Chapter Summary

• Macromolecules are polymers constructed by the formation of covalent bonds between smaller molecules called monomers. Macromolecules in living organisms include polysaccharides, proteins, and nucleic acids. Organizationally, large lipid structures may also be considered like macromolecules.

• Functional groups are small groups of atoms that are consistently found together in a variety of different macromolecules. Functional groups have particular chemical properties that they confer on any larger molecule of which they are a part. Review Figure 3.1, Activity 3.1

• Structural, cis-trans, and optical isomers have the same kinds and numbers of atoms but differ in their structures and properties. Review Figure 3.2

• The many functions of macromolecules are directly related to their three-dimensional shapes, which in turn result from the sequences and chemical properties of their monomers.

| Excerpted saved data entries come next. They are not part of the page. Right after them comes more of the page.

//! `fleetql`: ask natural-language questions of the fleet database.

use std::path::PathBuf;
use std::sync::Arc;

use anyhow::Context;
use clap::{Parser, Subcommand};
use tracing::info;
use tracing_subscriber::EnvFilter;

use fleetql_core::config::FleetqlConfig;
use fleetql_core::constants::DEFAULT_BENCHMARK_PASS_RATE;
use fleetql_datastore::SqliteDatastore;
use fleetql_embeddings::{
    CachedEmbedder, DegradingEmbedder, HashedEmbedder, LexicalReranker, OllamaEmbedder, OllamaLlm,
};
use fleetql_pipeline::Pipeline;

#[derive(Parser)]
#[command(name = "fleetql", version, about = "Natural-language queries over fleet tracking data")]
struct Cli {
    /// Configuration file (missing file uses built-in defaults).
    #[arg(long, default_value = "fleetql.toml")]
    config: PathBuf,

    /// SQLite database file.
    #[arg(long, default_value = "fleetql.db")]
    database: PathBuf,

    #[command(subcommand)]
    command: Command,
}

#[derive(Subcommand)]
enum Command {
    /// Ask one question and print the answer.
    Ask {
        /// The question, as free text.
        question: Vec<String>,
        /// Model to try first.
        #[arg(long)]
        model: Option<String>,
        /// Print the generated SQL and result rows too.
        #[arg(long)]
        verbose: bool,
    },
    /// (Re)index the retrieval corpus, optionally loading demo data.
    Index {
        /// Load the bundled demo fixture rows first.
        #[arg(long)]
        fixtures: bool,
    },
    /// Run the benchmark question set against every configured model.
    Bench {
        /// Required pass rate in percent.
        #[arg(long)]
        pass_rate: Option<f64>,
    },
}

const BENCH_QUESTIONS: &[&str] = &[
    "Show blacklisted vehicles with their transporter names",
    "Which vehicles have no alerts in the last 7 days?",
    "What tables are in the database?",
    "Give me a comprehensive report for MH12AB1234",
    "Show vehicles with high risk score",
    "Count alerts per vehicle in the last 30 days",
    "Which transporters have the highest risk score?",
    "Vehicles with violations in the last 6 months but not in the last 3 months",
    "Which vehicles had speed violations?",
    "Average capacity of trucks per transporter",
];

fn main() -> anyhow::Result<()> {
    tracing_subscriber::fmt()
        .with_env_filter(
            EnvFilter::try_from_default_env().unwrap_or_else(|_| EnvFilter::new("info")),
        )
        .init();

    let cli = Cli::parse();
    let config = FleetqlConfig::load_or_default(&cli.config)
        .with_context(|| format!("loading {}", cli.config.display()))?;
    let pipeline = build_pipeline(&cli.database, &config)?;

    match cli.command {
        Command::Ask {
            question,
            model,
            verbose,
        } => {
            let question = question.join(" ");
            anyhow::ensure!(!question.trim().is_empty(), "no question given");
            let response = pipeline.ask_with_model(&question, model.as_deref());
            println!("{}", response.answer);
            if verbose {
                if let Some(sql) = &response.sql {
                    println!("\nSQL: {sql}");
                }
                if let Some(source) = &response.source {
                    println!("source: {source}");
                }
                if let Some(result) = &response.result {
                    println!("rows: {}", result.count);
                    for row in result.rows.iter().take(20) {
                        println!("  {row}");
                    }
                }
            }
            if !response.success {
                std::process::exit(1);
            }
        }
        Command::Index { fixtures } => {
            if fixtures {
                pipeline_datastore(&cli.database)?.seed_fixtures()?;
            }
            let indexed = pipeline.index_corpus()?;
            println!("indexed {indexed} documents");
        }
        Command::Bench { pass_rate } => {
            let required = pass_rate.unwrap_or(DEFAULT_BENCHMARK_PASS_RATE);
            run_benchmark(&pipeline, required)?;
        }
    }
    Ok(())
}

fn build_pipeline(database: &PathBuf, config: &FleetqlConfig) -> anyhow::Result<Pipeline> {
    let datastore = Arc::new(
        SqliteDatastore::open(database)
            .with_context(|| format!("opening {}", database.display()))?,
    );
    let ollama = Arc::new(OllamaEmbedder::new(
        config.retrieval.embedding_url.clone(),
        config.retrieval.embedding_model.clone(),
    ));
    let embedder = Arc::new(DegradingEmbedder::new(
        Arc::new(CachedEmbedder::new(ollama, 10_000)),
        Arc::new(HashedEmbedder::new()),
    ));
    let llm = Arc::new(OllamaLlm::new(
        config.generation.llm_url.clone(),
        config.generation.request_timeout_secs,
        config.generation.temperature,
    ));
    let pipeline = Pipeline::new(
        datastore,
        embedder,
        Arc::new(LexicalReranker::new()),
        llm,
        config.clone(),
    )?;
    Ok(pipeline)
}

fn pipeline_datastore(database: &PathBuf) -> anyhow::Result<Arc<SqliteDatastore>> {
    Ok(Arc::new(SqliteDatastore::open(database)?))
}

fn run_benchmark(pipeline: &Pipeline, required_pass_rate: f64) -> anyhow::Result<()> {
    let mut passed = 0usize;
    for question in BENCH_QUESTIONS {
        let response = pipeline.ask(question);
        let status = if response.success { "PASS" } else { "FAIL" };
        let source = response
            .source
            .map(|s| s.to_string())
            .unwrap_or_else(|| "-".to_string());
        println!("{status}  [{source}] {question}");
        if status == "PASS" {
            passed += 1;
        }
    }
    let rate = passed as f64 / BENCH_QUESTIONS.len() as f64 * 100.0;
    println!("\npass rate: {rate:.1}% (required {required_pass_rate:.1}%)");

    let stats = pipeline.pipeline_stats();
    println!(
        "sources: {} deterministic, {} cache, {} few-shot, {} full-context, {} regenerated, {} failed",
        stats.deterministic,
        stats.cache_hits,
        stats.few_shot,
        stats.full_context,
        stats.regenerated,
        stats.failures
    );

    println!("\nmodel performance:");
    for (model, stats) in pipeline.performance_report() {
        println!(
            "  {model}: {}/{} ok ({:.1}%), avg {:.0} ms",
            stats.successes,
            stats.attempts,
            stats.success_rate(),
            stats.avg_time_ms()
        );
    }
    for (category, count) in pipeline.error_stats() {
        info!(category = %category, count, "validator rejections");
    }

    if rate < required_pass_rate {
        anyhow::bail!("benchmark below required pass rate");
    }
    Ok(())
}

• Monomers are joined by condensation reactions, which release a molecule of water for each bond formed. Hydrolysis reactions use water to break polymers into monomers. Review Figure 3.4

• The functions of proteins include support, protection (e.g., skin surface), catalysis, transport, defense, regulation, movement, signaling, and storage. Review Table 3.1

• Proteins consist of one or more polypeptide chains, which are polymers of amino acids. Four atoms or groups are attached to a central carbon atom: a hydrogen atom, an amino group, a carboxyl group, and a variable R group. The particular properties of each amino acid depend on its side chain, or R group, which may be charged, polar, or hydrophobic. Review Table 3.2, Activity 3.2

• Peptide linkages, also called peptide bonds, covalently link amino acids into polypeptide chains. These bonds form by condensation reactions between the carboxyl and amino groups. Review Figure 3.6

• The primary structure of a protein is the sequence of amino acids in the chain. This chain is folded into a secondary structure, which in different parts of the protein may form an α helix or a β pleated sheet. Review Focus: Key Figure 3.7A–C

• Disulfide bridges and noncovalent interactions between amino acids cause polypeptide chains to fold into three-dimensional tertiary structures. These bridges as well as noncovalent interactions allow multiple polypeptide chains to form quaternary structures. Review Figure Focus: Key Figure 3.7C and D

• Heat, alterations in pH, and certain chemicals can all result in a protein becoming denatured. This involves the loss of tertiary and/or econdary structure as well as biological function. Review Figure 3.10

• The specific shape and structure of a protein allow it to bind noncovalently to other molecules. In addition, amino acids may be modified by the covalent bonding of chemical groups to their side chains. Such binding may result in a protein changing its shape. Review Figures 3.12, 3.13

• Chaperone proteins enhance correct protein folding and prevent inappropriate binding to other molecules. Review Figure 3.14

• Carbohydrates contain carbon bonded to hydrogen and oxygen atoms and have the general formula (C₁H₂O₁)_n.

• Monosaccharides are the monomers that make up larger carbohydrates. Hexoses such as glucose are six-carbon monosaccharides; pentoses have five carbons. Review Figure 3.16, Activity 3.3

• Glycosidic linkages, which have either an α or a β orientation in space, are covalent bonds between monosaccharides. Two linked monosaccharides are called a disaccharide; larger units are oligosaccharides and polysaccharides. Review Figure 3.17

• Starch is a polymer of glucose that stores energy in plants, and glycogen is an analogous polymer in animals. They can be easily broken down to release stored energy. Review Figure 3.18

• Cellulose is a very stable glucose polymer and is the principal structural component of plant cell walls.

• Lipids are hydrocarbons that are insoluble in water because of their many nonpolar covalent bonds. They play roles in energy storage, membrane structure, light harvesting, intercellular communication, and protection.

• Fats and oils are triglycerides. A triglyceride is composed of three fatty acids covalently bonded to a molecule of glycerol by ester linkages. Review Figure 3.20

• A saturated fatty acid has a hydrocarbon chain with no double bonds. These molecules can pack together tightly. The hydrocarbon chain of an unsaturated fatty acid has one or more double bonds that bend the chain, preventing close packing. Review Figure 3.21

• A phospholipid has a hydrophobic hydrocarbon “tail” and a hydrophilic phosphate “head”; that is, it is amphipathic. In water, the interactions of the tails and heads of phospholipids generate a phospholipid bilayer. The heads are directed outward, where they interact with the surrounding water. The tails are packed together in the interior of the bilayer, away from water. Review Figure 3.22

• Other lipids include vitamins A, D, E, and K, steroids, and plant pigments such as carotenoids.

• See Activity 3.4 to review macromolecule structures.